A lady was picking through the frozen turkeys at the supermarket, but couldn't find one big enough for her family. She asked a stock boy, "Do these turkeys get any bigger?" The stock boy replied, "No ma'am, they're dead."
An old Italian Mafia Don is dying and he calls for his grandson to approach the bed.
"Lissin'a me. I wanna for you to taka my chrome-plated 38-caliber revolver, so you will always remember me."
The grandson smiles weakly and replies, "But grandpa, I really donna lika guns. Howzabout you leava me your ROLEX watch instead?"
Gasping for air the old man answers with a snarl in his voice, "Shuddup ana lissin. Somma day, you gonna runna da business. You gonna have a beautiful wife, lotsa money, a biga home and maybe a couple of bambinos." After a slight pause to catch his breath he continues, "Somma day, you gonna comma home and maybe find you wife inna bed with another man. Whadda you gonna do, pointa to your watch and say 'Times up?'"
Tonight, I thought my husband was acting weird.
We had made plans to meet at a bar to have a drink.
I was shopping with my friends all day long, so I thought he was upset at the fact that I was a bit late, but he made no comment on it. Conversation wasn't flowing, so I suggested that we go somewhere quiet so we could talk.

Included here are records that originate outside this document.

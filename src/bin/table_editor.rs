use clap::Parser;
use eframe::egui;

use tabledash::app::TableEditorApp;
use tabledash::cli::EditorArgs;
use tabledash::db::open_store;
use tabledash::editor::EditorSession;

fn main() -> eframe::Result {
    env_logger::init();
    let args = EditorArgs::parse();

    let session = match args.connection().and_then(|c| open_store(&c)) {
        Ok(store) => EditorSession::open(store, &args.table),
        Err(e) => EditorSession::failed(&args.table, &e),
    };

    let options = eframe::NativeOptions {
        viewport: egui::ViewportBuilder::default()
            .with_inner_size([1100.0, 760.0])
            .with_min_inner_size([600.0, 400.0]),
        ..Default::default()
    };

    eframe::run_native(
        &format!("Tabledash – {}", args.table),
        options,
        Box::new(|_cc| Ok(Box::new(TableEditorApp::new(session)))),
    )
}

He agreed, but he didn't say much. I asked him what was wrong. He said, 'Nothing.' I asked him if it was my fault that he was upset. He said he wasn't upset, that it had nothing to do with me, and not to worry about it.

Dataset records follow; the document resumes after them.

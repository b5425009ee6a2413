/// Data layer: core types, loading, filtering, aggregation and export.
///
/// Architecture:
/// ```text
///   sales.csv
///       │
///       ▼
///   ┌──────────┐
///   │  cache   │  path → Arc<SalesDataset>, loads via `loader`
///   └──────────┘
///       │
///       ▼
///   ┌──────────────┐
///   │ SalesDataset │  RecordSet + sorted category/region labels
///   └──────────────┘
///       │
///       ▼
///   ┌──────────┐
///   │  filter  │  date range ∧ categories ∧ regions → filtered view
///   └──────────┘
///       │
///       ├──► aggregate  (KPIs)
///       ├──► series     (chart data, chart focus)
///       └──► export     (CSV bytes for download)
/// ```

pub mod aggregate;
pub mod cache;
pub mod export;
pub mod filter;
pub mod loader;
pub mod model;
pub mod sales;
pub mod series;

On the way home, I told him that I loved him. He smiled slightly, and kept driving.
I can't explain his behavior. I don't know why he didn't say, 'I love you, too.'
When we got home, I felt as if I had lost him completely, as if he wanted nothing to do with me anymore. He just sat there quietly and watched TV. He continued to seem distant and absent.

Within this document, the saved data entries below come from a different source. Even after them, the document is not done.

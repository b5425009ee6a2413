use super::model::RecordSet;
use super::sales::{PRICE, REVENUE, UNITS};

// ---------------------------------------------------------------------------
// Headline metrics of a filtered view
// ---------------------------------------------------------------------------

/// The three KPI tiles.
#[derive(Debug, Clone, Copy, PartialEq, Default)]
pub struct Kpis {
    pub total_revenue: f64,
    pub total_units: f64,
    /// Mean price; `None` when no row carries a price.
    pub average_price: Option<f64>,
}

impl Kpis {
    /// Compute totals and mean over `view`, skipping nulls.
    pub fn compute(view: &RecordSet) -> Self {
        Kpis {
            total_revenue: column_values(view, REVENUE).sum(),
            total_units: column_values(view, UNITS).sum(),
            average_price: mean(column_values(view, PRICE)),
        }
    }

    pub fn revenue_label(&self) -> String {
        format!("${}", format_thousands(self.total_revenue))
    }

    pub fn units_label(&self) -> String {
        format_thousands(self.total_units)
    }

    pub fn price_label(&self) -> String {
        match self.average_price {
            Some(p) if p.is_finite() => format!("${p:.2}"),
            _ => "N/A".to_string(),
        }
    }
}

fn column_values<'a>(view: &'a RecordSet, name: &str) -> impl Iterator<Item = f64> + 'a {
    let col = view.column_index(name);
    view.rows
        .iter()
        .filter_map(move |r| col.and_then(|c| r.get(c)).and_then(|v| v.as_f64()))
        .filter(|v| !v.is_nan())
}

fn mean(values: impl Iterator<Item = f64>) -> Option<f64> {
    let (sum, n) = values.fold((0.0, 0usize), |(s, n), v| (s + v, n + 1));
    (n > 0).then(|| sum / n as f64)
}

/// Round to a whole number and group digits in threes: `1234567.6` → `1,234,568`.
pub fn format_thousands(value: f64) -> String {
    if !value.is_finite() {
        return "N/A".to_string();
    }
    let rounded = format!("{:.0}", value.abs());
    let mut grouped = String::with_capacity(rounded.len() + rounded.len() / 3);
    for (i, ch) in rounded.chars().enumerate() {
        if i > 0 && (rounded.len() - i) % 3 == 0 {
            grouped.push(',');
        }
        grouped.push(ch);
    }
    if value < 0.0 && rounded != "0" {
        format!("-{grouped}")
    } else {
        grouped
    }
}

#[cfg(test)]
mod tests {
    use super::*;
    use crate::data::model::CellValue;

    fn view(rows: &[(f64, f64, Option<f64>)]) -> RecordSet {
        RecordSet::new(
            vec!["revenue".into(), "units".into(), "price".into()],
            rows.iter()
                .map(|&(r, u, p)| {
                    vec![
                        CellValue::Float(r),
                        CellValue::Float(u),
                        p.map_or(CellValue::Null, CellValue::Float),
                    ]
                })
                .collect(),
        )
    }

    #[test]
    fn empty_view_sums_to_zero_and_has_no_mean() {
        let k = Kpis::compute(&view(&[]));
        assert_eq!(k.total_revenue, 0.0);
        assert_eq!(k.total_units, 0.0);
        assert_eq!(k.average_price, None);
        assert_eq!(k.price_label(), "N/A");
        assert_eq!(k.revenue_label(), "$0");
    }

    #[test]
    fn mean_skips_null_prices() {
        let k = Kpis::compute(&view(&[(10.0, 1.0, Some(10.0)), (20.0, 2.0, None), (5.0, 3.0, Some(20.0))]));
        assert_eq!(k.total_revenue, 35.0);
        assert_eq!(k.total_units, 6.0);
        assert_eq!(k.average_price, Some(15.0));
        assert_eq!(k.price_label(), "$15.00");
    }

    #[test]
    fn thousands_are_grouped() {
        assert_eq!(format_thousands(0.0), "0");
        assert_eq!(format_thousands(999.4), "999");
        assert_eq!(format_thousands(1000.0), "1,000");
        assert_eq!(format_thousands(1234567.6), "1,234,568");
        assert_eq!(format_thousands(-4321.0), "-4,321");
        assert_eq!(format_thousands(f64::NAN), "N/A");
    }
}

Finally, with silence all around us, I decided to go to bed. About 15 minutes later, he came to bed. To my surprise, he responded to my caresses, and we made love. But I still felt that he was distracted and his thoughts were somewhere else. He fell asleep - I cried. I don't know what to do. I'm almost sure that his thoughts are with someone else. My life is a disaster.
HIS DIARY:
My Harley wouldn't start today, but at least I got laid.
Okay, so a Texan rancher comes upon a farmer from Maine. The Texan looks at the Mainer and asks, "Say, how much land you think you got here?" Mainer: 'Bout 10 acres I'd say." Texan (boasting): Well, on my lot, it takes me all day to drive completely around my property!" Mainer: "Yep, I got one of them trucks too."